Read it all the way through before responding.


----------



## The Prof (Jan 22, 2005)

Excellent, really excellent!

The Prof


----------



## RRouuselot (Jan 22, 2005)

Tremble said:
			
		

> http://karatethejapaneseway.com/articles/karate_sucks.html
> 
> Read it all the way through before responding.


 Somewhere on here there is a whole thread about that article.


----------



## Tremble (Jan 22, 2005)

RRouuselot said:
			
		

> Somewhere on here there is a whole thread about that article.


Well if you couldn't find it, it's no small wonder I didn't.


----------



## RRouuselot (Jan 22, 2005)

Tremble said:
			
		

> Well if you couldn't find it, it's no small wonder I didn't.


 I wasn't looking for it. 
 That guy's website is pretty famous on martial arts BBs.


----------



## Autocrat (Jan 22, 2005)

What the ?

Anyone care to tell me what that was about?
Reading between the lines.... that was saying that most clubs/orginisations are BAD PEOPLE, and there are only a few good ones out there.... the rest are a bunch of lying, thieving, cheating, self-centered moneymaking bad people!

Surely not!
(LOL)

Still, kind of makes sense..... opinions?


----------



## RRouuselot (Jan 22, 2005)

Autocrat said:
			
		

> What the ?
> 
> Anyone care to tell me what that was about?
> Reading between the lines.... that was saying that most clubs/orginisations are BAD PEOPLE, and there are only a few good ones out there.... the rest are a bunch of lying, thieving, cheating, self-centered moneymaking bad people!
> ...


  Dunno:idunno:.......His opinion I guess......opinions are like....XXXXXXXX...... everyone has one......


----------



## Sin (Feb 4, 2005)

All this does is get into the McDojo ordeal, with all these schools opening up just wanting to make money and probably know about a total of two things about Karate.


----------



## KempoShaun (Feb 4, 2005)

Well, Karate may suck, but it's still better than most other things out there


----------



## BushidoUK (Feb 5, 2005)

saying karate sucks is like saying chinese food tastes bad....
either
1 it's your own personal choice of what you like to taste and you just dont like chinese food
2 it could be just a bad restauraunt
3 It could be an aquired taste which takes some "training" for you palette to appreciate it


----------



## cas (Feb 7, 2005)

vacuumcleaners suck


----------



## shesulsa (Feb 7, 2005)

... so do blondes ...


----------



## Tgace (Feb 7, 2005)

shesulsa said:
			
		

> ... so do blondes ...


:uhyeah:


----------



## Chronuss (Feb 8, 2005)

Tgace said:
			
		

> :uhyeah:


I second that.


----------



## judokapont (Feb 8, 2005)

too right it sucks ! for those reasons and its a USELESS form of self defence so what is the point in jumping around in your jim jams when a good solid right hook is going to knock your teeth out baby! its a joke ! lets get it on ! worked well in the ufc ha ha ha splat


----------



## YouAgain (Feb 9, 2005)

Just as much as any other martial art!


----------



## Sin (Feb 10, 2005)

i think karate gets a bad rap due to the McDojos.  Kids that "say" they have black belts and then get beat up on the streets...hence the reason we all get the rep that we "suck"


----------



## masherdong (Mar 2, 2005)

Interesting article.  There is truth to what he says.


----------



## Jussi Häkkinen (Mar 3, 2005)

People seem to react pretty heavily just to the topic of that article.
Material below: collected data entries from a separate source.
//! Handlers for `/specs` endpoints.
//!
//! | Method   | Path | Notes |
//! |----------|------|-------|
//! | `GET`    | `/specs` | Ordered by slug |
//! | `POST`   | `/specs` | Body: `{"slug","content","tags"?,"issue"?}` |
//! | `GET`    | `/specs/{id}` | 404 if not found |
//! | `PATCH`  | `/specs/{id}` | Body: a spec patch, e.g. `{"content":"...","reason":"..."}` |
//! | `DELETE` | `/specs/{id}` | 409 while impls reference it |

use std::sync::Arc;

use axum::{
  Json,
  extract::State,
  http::StatusCode,
  response::IntoResponse,
};
use pyplots_core::{
  Error,
  error::Entity,
  spec::{NewSpec, Spec, SpecPatch},
  store::CatalogQuery,
  tags::Tags,
};
use serde::Deserialize;
use serde_json::Value;
use uuid::Uuid;

use crate::{Actor, error::ApiError, extract::{Body, PathParams}};

/// `GET /specs`
pub async fn list<S: CatalogQuery>(
  State(store): State<Arc<S>>,
) -> Result<Json<Vec<Spec>>, ApiError> {
  let specs = store.list_specs().await.map_err(ApiError::from_store)?;
  Ok(Json(specs))
}

/// Creation body. `tags` stays raw JSON so shape problems are reported as
/// *TagShapeError* instead of a generic decode failure.
#[derive(Debug, Deserialize)]
pub struct CreateBody {
  pub slug:    String,
  pub content: String,
  #[serde(default)]
  pub tags:    Option<Value>,
  #[serde(default)]
  pub issue:   Option<i64>,
}

impl CreateBody {
  fn into_new_spec(self) -> Result<NewSpec, Error> {
    let tags = match self.tags {
      Some(value) => Tags::from_json(&value, "tags")?,
      None => Tags::new(),
    };
    Ok(NewSpec {
      issue: self.issue,
      ..NewSpec::new(self.slug, self.content, tags)
    })
  }
}

/// `POST /specs`: returns 201 and the stored spec.
pub async fn create<S: CatalogQuery>(
  State(store): State<Arc<S>>,
  actor: Actor,
  Body(body): Body<CreateBody>,
) -> Result<impl IntoResponse, ApiError> {
  let spec = store
    .create_spec(actor.context(), body.into_new_spec()?)
    .await
    .map_err(ApiError::from_store)?;
  Ok((StatusCode::CREATED, Json(spec)))
}

/// `GET /specs/{id}`
pub async fn get_one<S: CatalogQuery>(
  State(store): State<Arc<S>>,
  PathParams(id): PathParams<Uuid>,
) -> Result<Json<Spec>, ApiError> {
  let spec = store
    .get_spec(id)
    .await
    .map_err(ApiError::from_store)?
    .ok_or_else(|| Error::not_found(Entity::Spec, id))?;
  Ok(Json(spec))
}

/// `PATCH /specs/{id}`
pub async fn update<S: CatalogQuery>(
  State(store): State<Arc<S>>,
  PathParams(id): PathParams<Uuid>,
  actor: Actor,
  Body(body): Body<Value>,
) -> Result<Json<Spec>, ApiError> {
  let patch = SpecPatch::from_json(&body)?;
  let spec = store
    .update_spec(actor.context(), id, patch)
    .await
    .map_err(ApiError::from_store)?;
  Ok(Json(spec))
}

/// `DELETE /specs/{id}`: 204 on success.
pub async fn delete<S: CatalogQuery>(
  State(store): State<Arc<S>>,
  PathParams(id): PathParams<Uuid>,
  actor: Actor,
) -> Result<StatusCode, ApiError> {
  store
    .delete_spec(actor.context(), id)
    .await
    .map_err(ApiError::from_store)?;
  Ok(StatusCode::NO_CONTENT)
}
That's understandable. However, please read the whole article - it has lots of truth in it.

 Writer is a karateka with a long experience, he trains (and teaches) in a top notch dojo and he pretty well knows what he's talking about. Most importantly, he still keeps training karate.

 Yes, karate does suck. As does pretty much any other organized hobby. Still, there are several sides to it that do not suck and that make it a hobby that you love.

 Read the article before judging it. The writer doesn't say that karate would suck more than something else. He just pretty well sums the facts, lists them well and makes an entertaining article - written with a hint of tongue in his cheek.


----------



## still learning (Mar 9, 2005)

Hello, Each of you will have different experiences in Karate.  Not all Karate is the same. Your Sensi will make all the difference in the world, just like sport coachs, better the coach, the better you will be.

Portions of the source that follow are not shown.